## EXERCISE DETAILS
Starting from the line in which "self.bomb_speed + level" appears, output every line down to the last line of the data below, exactly and without anything more.

## LISTED RECORDS

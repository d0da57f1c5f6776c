//! Runtime configuration loaded from `ufo-hunter.toml`.
//!
//! [`Settings`] mirrors every constant in [`crate::constants`]. The file only
//! needs the keys you want to override; everything else keeps its compiled
//! default. Set `UFO_HUNTER_CONFIG` to point at a different file.

use std::path::{Path, PathBuf};

use log::LevelFilter;
use serde::Deserialize;

use crate::constants::*;
use crate::error::{GameError, GameResult};

pub const CONFIG_FILE: &str = "ufo-hunter.toml";
pub const CONFIG_ENV: &str = "UFO_HUNTER_CONFIG";

#[derive(Debug, Clone, PartialEq, Deserialize)]
#[serde(default)]
pub struct Settings {
    // ── Timing ───────────────────────────────────────────────────────────────
    pub ticks_per_second: f32,
    pub key_hold_ticks: u64,

    // ── Canvas ───────────────────────────────────────────────────────────────
    pub canvas_width: f32,
    pub canvas_height: f32,
    pub field_padding: f32,
    pub cell_width: f32,
    pub cell_height: f32,

    // ── Progress ─────────────────────────────────────────────────────────────
    pub initial_level: u32,
    pub initial_shields: u32,
    pub max_powerups: u32,
    pub shield_bonus_every: u32,

    // ── Spaceship ────────────────────────────────────────────────────────────
    pub spaceship_speed: f32,
    pub ship_hit_cooldown: f32,
    pub pointer_dead_zone: f32,

    // ── Bullets ──────────────────────────────────────────────────────────────
    pub bullet_speed: f32,
    pub bullet_min_interval: f32,
    pub bullet_spread: f32,

    // ── UFO formation ────────────────────────────────────────────────────────
    pub ufo_rows: usize,
    pub ufo_columns: usize,
    pub ufo_speed: f32,
    pub ufo_speed_per_level: f32,
    pub ufo_sink_distance: f32,
    pub ufo_h_spacing: f32,
    pub ufo_v_spacing: f32,
    pub ufo_top_offset: f32,
    pub ufo_points: u32,

    // ── Bombs ────────────────────────────────────────────────────────────────
    pub bomb_speed: f32,
    pub bomb_speed_per_level: f32,
    pub bomb_frequency: f32,
    pub bomb_frequency_per_level: f32,

    // ── Drops ────────────────────────────────────────────────────────────────
    pub coin_speed: f32,
    pub coin_points: u32,
    pub coin_drop_chance: f64,
    pub powerup_speed: f32,
    pub powerup_drop_chance: f64,
    pub powerup_surplus_bonus: u32,

    // ── Asteroids ────────────────────────────────────────────────────────────
    pub asteroid_speed: f32,
    pub asteroid_health: u32,
    pub asteroid_hit_cooldown: f32,
    pub asteroid_points: u32,
    pub asteroid_min_level: u32,
    pub asteroid_max: u32,

    // ── Collision & animation ────────────────────────────────────────────────
    pub collision_padding: f32,
    pub transfer_font_size: f32,
    pub transfer_font_step: f32,
    pub transfer_font_color: f32,
    pub transfer_color_step: f32,
    pub transfer_min_font_size: f32,

    // ── Sprite sizes ─────────────────────────────────────────────────────────
    pub spaceship_size: (f32, f32),
    pub ufo_size: (f32, f32),
    pub bullet_size: (f32, f32),
    pub bomb_size: (f32, f32),
    pub coin_size: (f32, f32),
    pub powerup_size: (f32, f32),
    pub asteroid_size: (f32, f32),

    // ── Host ─────────────────────────────────────────────────────────────────
    /// Fixed RNG seed; `None` seeds from entropy.
    pub seed: Option<u64>,
    pub log_file: String,
    pub log_level: String,
    /// Ring the terminal bell on explosions.
    pub bell: bool,
}

impl Default for Settings {
    fn default() -> Self {
        Self {
            ticks_per_second: TICKS_PER_SECOND,
            key_hold_ticks: KEY_HOLD_TICKS,
            canvas_width: INITIAL_CANVAS_WIDTH,
            canvas_height: INITIAL_CANVAS_HEIGHT,
            field_padding: FIELD_PADDING,
            cell_width: CELL_WIDTH,
            cell_height: CELL_HEIGHT,
            initial_level: INITIAL_LEVEL,
            initial_shields: INITIAL_SHIELDS,
            max_powerups: MAX_POWERUPS,
            shield_bonus_every: SHIELD_BONUS_EVERY,
            spaceship_speed: SPACESHIP_SPEED,
            ship_hit_cooldown: SHIP_HIT_COOLDOWN,
            pointer_dead_zone: POINTER_DEAD_ZONE,
            bullet_speed: BULLET_SPEED,
            bullet_min_interval: BULLET_MIN_INTERVAL,
            bullet_spread: BULLET_SPREAD,
            ufo_rows: UFO_ROWS,
            ufo_columns: UFO_COLUMNS,
            ufo_speed: UFO_SPEED,
            ufo_speed_per_level: UFO_SPEED_PER_LEVEL,
            ufo_sink_distance: UFO_SINK_DISTANCE,
            ufo_h_spacing: UFO_H_SPACING,
            ufo_v_spacing: UFO_V_SPACING,
            ufo_top_offset: UFO_TOP_OFFSET,
            ufo_points: UFO_POINTS,
            bomb_speed: BOMB_SPEED,
            bomb_speed_per_level: BOMB_SPEED_PER_LEVEL,
            bomb_frequency: BOMB_FREQUENCY,
            bomb_frequency_per_level: BOMB_FREQUENCY_PER_LEVEL,
            coin_speed: COIN_SPEED,
            coin_points: COIN_POINTS,
            coin_drop_chance: COIN_DROP_CHANCE,
            powerup_speed: POWERUP_SPEED,
            powerup_drop_chance: POWERUP_DROP_CHANCE,
            powerup_surplus_bonus: POWERUP_SURPLUS_BONUS,
            asteroid_speed: ASTEROID_SPEED,
            asteroid_health: ASTEROID_HEALTH,
            asteroid_hit_cooldown: ASTEROID_HIT_COOLDOWN,
            asteroid_points: ASTEROID_POINTS,
            asteroid_min_level: ASTEROID_MIN_LEVEL,
            asteroid_max: ASTEROID_MAX,
            collision_padding: COLLISION_PADDING,
            transfer_font_size: TRANSFER_FONT_SIZE,
            transfer_font_step: TRANSFER_FONT_STEP,
            transfer_font_color: TRANSFER_FONT_COLOR,
            transfer_color_step: TRANSFER_COLOR_STEP,
            transfer_min_font_size: TRANSFER_MIN_FONT_SIZE,
            spaceship_size: SPACESHIP_SIZE,
            ufo_size: UFO_SIZE,
            bullet_size: BULLET_SIZE,
            bomb_size: BOMB_SIZE,
            coin_size: COIN_SIZE,
            powerup_size: POWERUP_SIZE,
            asteroid_size: ASTEROID_SIZE,
            seed: None,
            log_file: LOG_FILE.to_string(),
            log_level: LOG_LEVEL.to_string(),
            bell: false,
        }
    }
}

impl Settings {
    /// `UFO_HUNTER_CONFIG` if set, otherwise `ufo-hunter.toml` in the working directory.
    pub fn config_path() -> PathBuf {
        std::env::var_os(CONFIG_ENV)
            .map(PathBuf::from)
            .unwrap_or_else(|| PathBuf::from(CONFIG_FILE))
    }

    /// Parse a TOML document over the defaults and validate the result.
    pub fn from_toml(contents: &str) -> GameResult<Self> {
        let settings: Settings = toml::from_str(contents).map_err(|e| GameError::Config {
            path: "<inline>".to_string(),
            message: e.to_string(),
        })?;
        settings.validate()?;
        Ok(settings)
    }

    /// `Ok(None)` when the file does not exist; that is not an error.
    pub fn load_from(path: &Path) -> GameResult<Option<Self>> {
        let contents = match std::fs::read_to_string(path) {
            Ok(contents) => contents,
            Err(e) if e.kind() == std::io::ErrorKind::NotFound => return Ok(None),
            Err(e) => {
                return Err(GameError::Config {
                    path: path.display().to_string(),
                    message: e.to_string(),
                })
            }
        };
        Settings::from_toml(&contents)
            .map(Some)
            .map_err(|e| match e {
                GameError::Config { message, .. } => GameError::Config {
                    path: path.display().to_string(),
                    message,
                },
                other => other,
            })
    }

    pub fn validate(&self) -> GameResult<()> {
        let positive = [
            ("ticks_per_second", self.ticks_per_second),
            ("cell_width", self.cell_width),
            ("cell_height", self.cell_height),
            ("spaceship_speed", self.spaceship_speed),
            ("bullet_speed", self.bullet_speed),
            ("ufo_speed", self.ufo_speed),
            ("ufo_sink_distance", self.ufo_sink_distance),
            ("bomb_speed", self.bomb_speed),
            ("coin_speed", self.coin_speed),
            ("powerup_speed", self.powerup_speed),
            ("asteroid_speed", self.asteroid_speed),
            ("transfer_font_step", self.transfer_font_step),
        ];
        for (name, value) in positive {
            if !value.is_finite() || value <= 0.0 {
                return Err(GameError::InvalidSetting { name, value });
            }
        }
        let non_negative = [
            ("field_padding", self.field_padding),
            ("ship_hit_cooldown", self.ship_hit_cooldown),
            ("pointer_dead_zone", self.pointer_dead_zone),
            ("bullet_min_interval", self.bullet_min_interval),
            ("bomb_frequency", self.bomb_frequency),
            ("asteroid_hit_cooldown", self.asteroid_hit_cooldown),
            ("collision_padding", self.collision_padding),
        ];
        for (name, value) in non_negative {
            if !value.is_finite() || value < 0.0 {
                return Err(GameError::InvalidSetting { name, value });
            }
        }
        let chances = [
            ("coin_drop_chance", self.coin_drop_chance),
            ("powerup_drop_chance", self.powerup_drop_chance),
        ];
        for (name, value) in chances {
            if !(0.0..=1.0).contains(&value) {
                return Err(GameError::InvalidSetting { name, value: value as f32 });
            }
        }
        if self.shield_bonus_every == 0 {
            return Err(GameError::InvalidSetting { name: "shield_bonus_every", value: 0.0 });
        }
        Ok(())
    }

    /// Fixed simulation step in seconds.
    pub fn dt(&self) -> f32 {
        1.0 / self.ticks_per_second
    }

    pub fn ufo_speed_for(&self, level: u32) -> f32 {
        self.ufo_speed + level as f32 * self.ufo_speed_per_level
    }

    pub fn bomb_speed_for(&self, level: u32) -> f32 {
        self.bomb_speed + level as f32 * self.bomb_speed_per_level
    }

    pub fn bomb_frequency_for(&self, level: u32) -> f32 {
        self.bomb_frequency + level as f32 * self.bomb_frequency_per_level
    }

    pub fn log_level_filter(&self) -> LevelFilter {
        self.log_level.parse().unwrap_or(LevelFilter::Info)
    }
}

## EXERCISE ANSWER
        self.bomb_speed + level as f32 * self.bomb_speed_per_level
    }

    pub fn bomb_frequency_for(&self, level: u32) -> f32 {
        self.bomb_frequency + level as f32 * self.bomb_frequency_per_level
    }

    pub fn log_level_filter(&self) -> LevelFilter {
        self.log_level.parse().unwrap_or(LevelFilter::Info)
    }
}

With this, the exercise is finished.